Perché un bambino dovrebbe iniziare a giocare a scacchi?

«Per tanti motivi. Principalmente perché gli scacchi rappresentano una parte importante della nostra tradizione e della nostra cultura. Nel 1600 alcuni fra i migliori scacchisti a livello mondiale, come Gioacchino Greco, erano italiani e hanno tenuto alta la reputazione del genio italico nel mondo. Ormai questa storia è così lontana nel tempo che non la ricordiamo più, ma gli scacchi hanno rappresentato un momento fondamentale della presa di coscienza dell’arte e della cultura del nostro Rinascimento. Oggi comunque gli scacchi fanno parte di un modello educativo nelle nostre scuole che aiuta i ragazzi all’interdisciplinarità e continui sono i riferimenti alla matematica, geometria, letteratura, storia e arte. E poi, oltre all’evidente allenamento mentale, gli scacchi insegnano il rispetto delle regole, dell’avversario e del giudizio arbitrale; aiutano la capacità decisionale e il senso di autocritica, la presa di coscienza che il destino delle nostre azioni e comportamenti dipende esclusivamente da noi stessi, senza la possibilità di attribuire ad altri il fallimento della nostra strategia».

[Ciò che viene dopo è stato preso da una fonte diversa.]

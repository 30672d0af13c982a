use std::time::Duration;

use tokio::{sync::watch, task::JoinHandle};

/// Delays a rapidly changing value until it has been stable for `delay`
///
/// Inputs go in through [`Debouncer::set`]; the settled value comes out through
/// [`Debouncer::current`] or a [`Debouncer::subscribe`] receiver. Every new input restarts the
/// wait, and a settled value is published once. Dropping the debouncer cancels any pending
/// timer without publishing.
pub struct Debouncer<T> {
    input: watch::Sender<T>,
    output: watch::Receiver<T>,
    task: JoinHandle<()>,
}

impl<T> Debouncer<T>
where
    T: Clone + PartialEq + Send + Sync + 'static,
{
    /// Starts the timer task; `initial` is both the first input and the first output
    pub fn new(initial: T, delay: Duration) -> Self {
        let (input_tx, input_rx) = watch::channel(initial.clone());
        let (output_tx, output_rx) = watch::channel(initial);

        let task = tokio::spawn(debounce_loop(input_rx, output_tx, delay));

        Self {
            input: input_tx,
            output: output_rx,
            task,
        }
    }

    pub fn set(&self, value: T) {
        self.input.send_replace(value);
    }

    /// Latest raw input
    pub fn input(&self) -> T {
        self.input.borrow().clone()
    }

    /// Latest settled output
    pub fn current(&self) -> T {
        self.output.borrow().clone()
    }

    pub fn subscribe(&self) -> watch::Receiver<T> {
        self.output.clone()
    }

    pub fn is_settled(&self) -> bool {
        *self.input.borrow() == *self.output.borrow()
    }

    /// Waits until the output has caught up with the latest input
    pub async fn settled(&self) -> T {
        let mut output = self.output.clone();
        let mut input = self.input.subscribe();

        loop {
            let target = input.borrow_and_update().clone();
            if *output.borrow_and_update() == target {
                return target;
            }

            tokio::select! {
                changed = output.changed() => {
                    if changed.is_err() {
                        return self.current();
                    }
                }
                _ = input.changed() => {}
            }
        }
    }
}

impl<T> Drop for Debouncer<T> {
    fn drop(&mut self) {
        self.task.abort();
    }
}

async fn debounce_loop<T>(mut input: watch::Receiver<T>, output: watch::Sender<T>, delay: Duration)
where
    T: Clone + PartialEq,
{
    loop {
        if input.changed().await.is_err() {
            return;
        }

        // Each change restarts the wait
        loop {
            tokio::select! {
                changed = input.changed() => {
                    if changed.is_err() {
                        return;
                    }
                }
                _ = tokio::time::sleep(delay) => break,
            }
        }

        let value = input.borrow_and_update().clone();
        output.send_if_modified(|current| {
            if *current != value {
                *current = value;
                true
            } else {
                false
            }
        });
    }
}

#[cfg(test)]
mod tests {
    use super::*;
    use std::sync::{
        atomic::{AtomicUsize, Ordering},
        Arc,
    };

    const DELAY: Duration = Duration::from_millis(500);

    fn count_emissions(debouncer: &Debouncer<String>) -> Arc<AtomicUsize> {
        let count = Arc::new(AtomicUsize::new(0));
        let mut rx = debouncer.subscribe();
        let counter = Arc::clone(&count);
        tokio::spawn(async move {
            while rx.changed().await.is_ok() {
                counter.fetch_add(1, Ordering::SeqCst);
            }
        });
        count
    }

    #[tokio::test(start_paused = true)]
    async fn test_burst_emits_last_value_once() {
        let debouncer = Debouncer::new(String::new(), DELAY);
        let emissions = count_emissions(&debouncer);

        for text in ["b", "ba", "bat", "batm", "batman"] {
            debouncer.set(text.to_string());
            tokio::time::sleep(Duration::from_millis(100)).await;
            assert_eq!(debouncer.current(), "");
        }

        tokio::time::sleep(DELAY).await;
        assert_eq!(debouncer.current(), "batman");

        tokio::time::sleep(DELAY * 4).await;
        assert_eq!(emissions.load(Ordering::SeqCst), 1);
    }

    #[tokio::test(start_paused = true)]
    async fn test_value_held_until_full_delay_elapses() {
        let debouncer = Debouncer::new(0u32, DELAY);
        debouncer.set(7);

        tokio::time::sleep(DELAY - Duration::from_millis(1)).await;
        assert_eq!(debouncer.current(), 0);
        assert!(!debouncer.is_settled());

        tokio::time::sleep(Duration::from_millis(2)).await;
        assert_eq!(debouncer.current(), 7);
        assert!(debouncer.is_settled());
    }

    #[tokio::test(start_paused = true)]
    async fn test_each_stable_period_emits() {
        let debouncer = Debouncer::new(String::new(), DELAY);
        let emissions = count_emissions(&debouncer);

        debouncer.set("alien".to_string());
        tokio::time::sleep(DELAY * 2).await;
        debouncer.set("aliens".to_string());
        tokio::time::sleep(DELAY * 2).await;

        assert_eq!(debouncer.current(), "aliens");
        assert_eq!(emissions.load(Ordering::SeqCst), 2);
    }

    #[tokio::test(start_paused = true)]
    async fn test_returning_to_current_value_does_not_emit() {
        let debouncer = Debouncer::new("up".to_string(), DELAY);
        let emissions = count_emissions(&debouncer);

        debouncer.set("upgrade".to_string());
        tokio::time::sleep(Duration::from_millis(100)).await;
        debouncer.set("up".to_string());
        tokio::time::sleep(DELAY * 2).await;

        assert_eq!(debouncer.current(), "up");
        assert_eq!(emissions.load(Ordering::SeqCst), 0);
    }

    #[tokio::test(start_paused = true)]
    async fn test_drop_cancels_pending_emission() {
        let debouncer = Debouncer::new(String::new(), DELAY);
        let mut rx = debouncer.subscribe();

        debouncer.set("heat".to_string());
        drop(debouncer);

        tokio::time::sleep(DELAY * 2).await;
        assert_eq!(*rx.borrow_and_update(), "");
        assert!(rx.changed().await.is_err());
    }

    #[tokio::test(start_paused = true)]
    async fn test_settled_waits_for_output() {
        let debouncer = Debouncer::new(String::new(), DELAY);
        debouncer.set("dune".to_string());

        let settled = debouncer.settled().await;
        assert_eq!(settled, "dune");
        assert_eq!(debouncer.current(), "dune");
    }
}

Ha mai pensato di appendere la scacchiera al chiodo e dedicarsi ad altro?

«Ho avuto momenti di difficoltà e delusione nel mio percorso di crescita. Gli scacchi mi hanno dato tanta gratificazione personale e nei rapporti con le persone, ma spesso il riconoscimento sociale ed economico non è adeguato al grado di impegno profuso. Questo mi ha fatto pensare in passato di smettere. Ma, fortunatamente, lo spirito vince sempre sulla materia e sono ancora qui, a 42 anni, a giocarmela con i migliori giovani. In futuro si vedrà, mi piacerebbe potere continuare a insegnare e a giocare a scacchi fino a che sarà possibile. Ho praticato tanti sport da giovane, pensi che mio padre era un insegnante di educazione fisica, ora in pensione, e mi ha sempre spronato ad una vita sana nel rispetto degli altri e della natura. Pratico trekking e nordic walking, ma per questo dovrò rinunciare agli scacchi!».